Who doesn't love them? The exciting stories. Tradition shows: For more than 40,000 years, people have been telling each other stories and thus passing on their knowledge.



Communication specialists also embrace the age-old communication form of conveying information. The difference to storytelling in the old days is the use of new technologies. Digital media multiply the transmission channels (websites, blogs, social media channels, mobile applications) and content formats (text, image, video, audio, interactive elements) that can be used in communication. Digital storytelling thus makes storytelling more diverse, location- and time-independent, and participatory.


In recent years, digital storytelling has become one of the most successful techniques of modern corporate communication. In a time of information overload, stories provide value, meaning and significance. Corporate storytelling helps to bind stakeholders. Facts and data presented without a story are often difficult to understand due to the lack of context. Presentations with endless bulleted lists and diagrams bore, confuse and are rarely remembered. Ergo: storytelling strengthens communication.

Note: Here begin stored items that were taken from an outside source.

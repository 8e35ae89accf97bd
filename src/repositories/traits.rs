//! Common repository traits
//!
//! Each repository owns one table. The traits below cover the primary-key
//! operations; anything more specific (joins, filters, partial updates on
//! arrays) lives as an inherent method on the repository itself.

/// Ties a repository to the entity it stores and the type of its primary key.
pub trait Repository {
    type Entity;
    type Id;
}

/// Insert a new row, returning the entity with the identifiers assigned by the
/// database (serial ids, sequence values, default timestamps).
pub trait Create<CreateDTO>: Repository {
    async fn create(&self, data: &CreateDTO) -> Result<Self::Entity, sqlx::Error>;
}

/// Primary-key lookup.
///
/// * `Ok(None)` - no row with that key
/// * `Err(_)` - the query itself failed
pub trait Read: Repository {
    async fn read(&self, id: &Self::Id) -> Result<Option<Self::Entity>, sqlx::Error>;
}

/// Partial update: only the `Some(_)` fields of `UpdateDTO` are written, the
/// others keep their stored value.
///
/// Returns `sqlx::Error::RowNotFound` when the key does not exist.
pub trait Update<UpdateDTO>: Repository {
    async fn update(&self, id: &Self::Id, data: &UpdateDTO) -> Result<Self::Entity, sqlx::Error>;
}

/// Hard delete by primary key. Returns `true` when a row was removed.
pub trait Delete: Repository {
    async fn delete(&self, id: &Self::Id) -> Result<bool, sqlx::Error>;
}
//! Integration tests per il sotto-router `user`
//!
//! Test per:
//! - user.me
//! - user.getModelPreferences
//! - user.updateModelPreferences
//! - user.updateProfile

mod common;

#[cfg(test)]
mod user_tests {
    use super::common::*;
    use axum::http::HeaderName;
    use serde_json::{Value, json};
    use sidekiq_server::dtos::{UpdateModelPreferencesInput, UpdateProfileInput};
    use sqlx::PgPool;

    fn alice(pool: PgPool) -> sidekiq_server::Caller {
        create_test_caller(create_test_state(pool), 1, "alice@example.com", "alice")
    }

    #[sqlx::test(fixtures(path = "../fixtures", scripts("users")))]
    async fn test_me_returns_session_user(pool: PgPool) -> sqlx::Result<()> {
        let user = alice(pool).user().me().await.unwrap();

        assert_eq!(user.id, 1);
        assert_eq!(user.email, "alice@example.com");

        Ok(())
    }

    #[sqlx::test(fixtures(path = "../fixtures", scripts("users")))]
    async fn test_get_model_preferences(pool: PgPool) -> sqlx::Result<()> {
        let prefs = alice(pool).user().get_model_preferences().await.unwrap();

        assert_eq!(prefs.default_model.as_deref(), Some("gpt-4"));
        assert_eq!(prefs.favorite_models, vec!["gpt-4".to_string()]);

        Ok(())
    }

    #[sqlx::test(fixtures(path = "../fixtures", scripts("users")))]
    async fn test_set_default_model_only(pool: PgPool) -> sqlx::Result<()> {
        let caller = alice(pool);

        let prefs = caller
            .user()
            .update_model_preferences(UpdateModelPreferencesInput {
                default_model: Some("claude-3-5-sonnet".to_string()),
                toggle_favorite: None,
            })
            .await
            .unwrap();

        assert_eq!(prefs.default_model.as_deref(), Some("claude-3-5-sonnet"));
        // i preferiti non cambiano
        assert_eq!(prefs.favorite_models, vec!["gpt-4".to_string()]);

        Ok(())
    }

    #[sqlx::test(fixtures(path = "../fixtures", scripts("users")))]
    async fn test_toggle_favorite_twice_restores_list(pool: PgPool) -> sqlx::Result<()> {
        let caller = alice(pool);
        let toggle = || UpdateModelPreferencesInput {
            default_model: None,
            toggle_favorite: Some("claude-3-5-sonnet".to_string()),
        };

        let added = caller.user().update_model_preferences(toggle()).await.unwrap();
        assert_eq!(
            added.favorite_models,
            vec!["gpt-4".to_string(), "claude-3-5-sonnet".to_string()]
        );

        let removed = caller.user().update_model_preferences(toggle()).await.unwrap();
        assert_eq!(removed.favorite_models, vec!["gpt-4".to_string()]);
        assert_eq!(removed.default_model.as_deref(), Some("gpt-4"));

        Ok(())
    }

    #[sqlx::test(fixtures(path = "../fixtures", scripts("users")))]
    async fn test_both_fields_in_one_call(pool: PgPool) -> sqlx::Result<()> {
        let caller = alice(pool);

        let prefs = caller
            .user()
            .update_model_preferences(UpdateModelPreferencesInput {
                default_model: Some("gpt-4o".to_string()),
                toggle_favorite: Some("gpt-4".to_string()),
            })
            .await
            .unwrap();

        assert_eq!(prefs.default_model.as_deref(), Some("gpt-4o"));
        assert!(prefs.favorite_models.is_empty());

        Ok(())
    }

    #[sqlx::test(fixtures(path = "../fixtures", scripts("users")))]
    async fn test_empty_update_is_noop_over_http(pool: PgPool) -> sqlx::Result<()> {
        let server = create_test_server(create_test_state(pool));

        let response = server
            .post("/api/trpc/user.updateModelPreferences")
            .add_header(
                HeaderName::from_static("authorization"),
                format!("Bearer {}", alice_token()),
            )
            .json(&json!({}))
            .await;

        response.assert_status_ok();
        let body: Value = response.json();
        assert_eq!(
            body["result"]["data"],
            json!({"defaultModel": "gpt-4", "favoriteModels": ["gpt-4"]})
        );

        Ok(())
    }

    #[sqlx::test(fixtures(path = "../fixtures", scripts("users")))]
    async fn test_update_profile_trims_name(pool: PgPool) -> sqlx::Result<()> {
        let caller = alice(pool);

        let user = caller
            .user()
            .update_profile(UpdateProfileInput {
                name: "  Alice Liddell ".to_string(),
            })
            .await
            .unwrap();

        assert_eq!(user.name, "Alice Liddell");
        assert_eq!(caller.user().me().await.unwrap().name, "Alice Liddell");

        Ok(())
    }

    #[sqlx::test(fixtures(path = "../fixtures", scripts("users")))]
    async fn test_session_for_missing_user_is_not_found(pool: PgPool) -> sqlx::Result<()> {
        let caller = create_test_caller(create_test_state(pool), 99, "ghost@example.com", "ghost");

        let err = caller.user().me().await.unwrap_err();

        assert_eq!(err.code(), sidekiq_server::core::ErrorCode::NotFound);

        Ok(())
    }
}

Narrative public relations


A CFO swimming in coins? A lightsaber-wielding CEO in a robe?


Corporate storytelling does not aim for such fabulous self-staging images. The intention to deceive others in order to present oneself in the best light is quickly seen through and has a counterproductive effect on one's own reputation. Instead, the focus is on how companies can attract attention to themselves in a likeable way on the social web. The answer: conveying information through exciting stories.


Whereas in traditional public relations communication the media type text is the central means of conveying information, the focus in digital media is shifting toward (audio-)visual content. The story is moving to the forefront in favor of news and announcements. Companies and brands no longer act merely as informants, but become publishers. Topic setting is also changing: away from internal content to publicly relevant content. Press and campaign work is increasingly becoming channel and content management.


The art of engaging audiences via the screen


What are good stories that grab our attention? They touch emotionally - and more so than pure facts. They draw us in. They move us. And most importantly, they stay in our memories.


So storytelling fascinates and engages. In the digital space, it's the art of engaging audiences via the screen. Digital storytelling can be transmedia, open, flexible, non-linear, and experimental to engage audiences. But, whether digital or analog, stories must evoke the emotions of the addressees.


The hero's journey is a time-tested recipe for telling good stories. In addition to the plot revolving around a conflict and having one or more protagonists, "The Reason Why" is essential in corporate storytelling: for what reason is the story being told?


So, do you know your company's vision and aspiration in order to sustain successful storytelling? What is your story?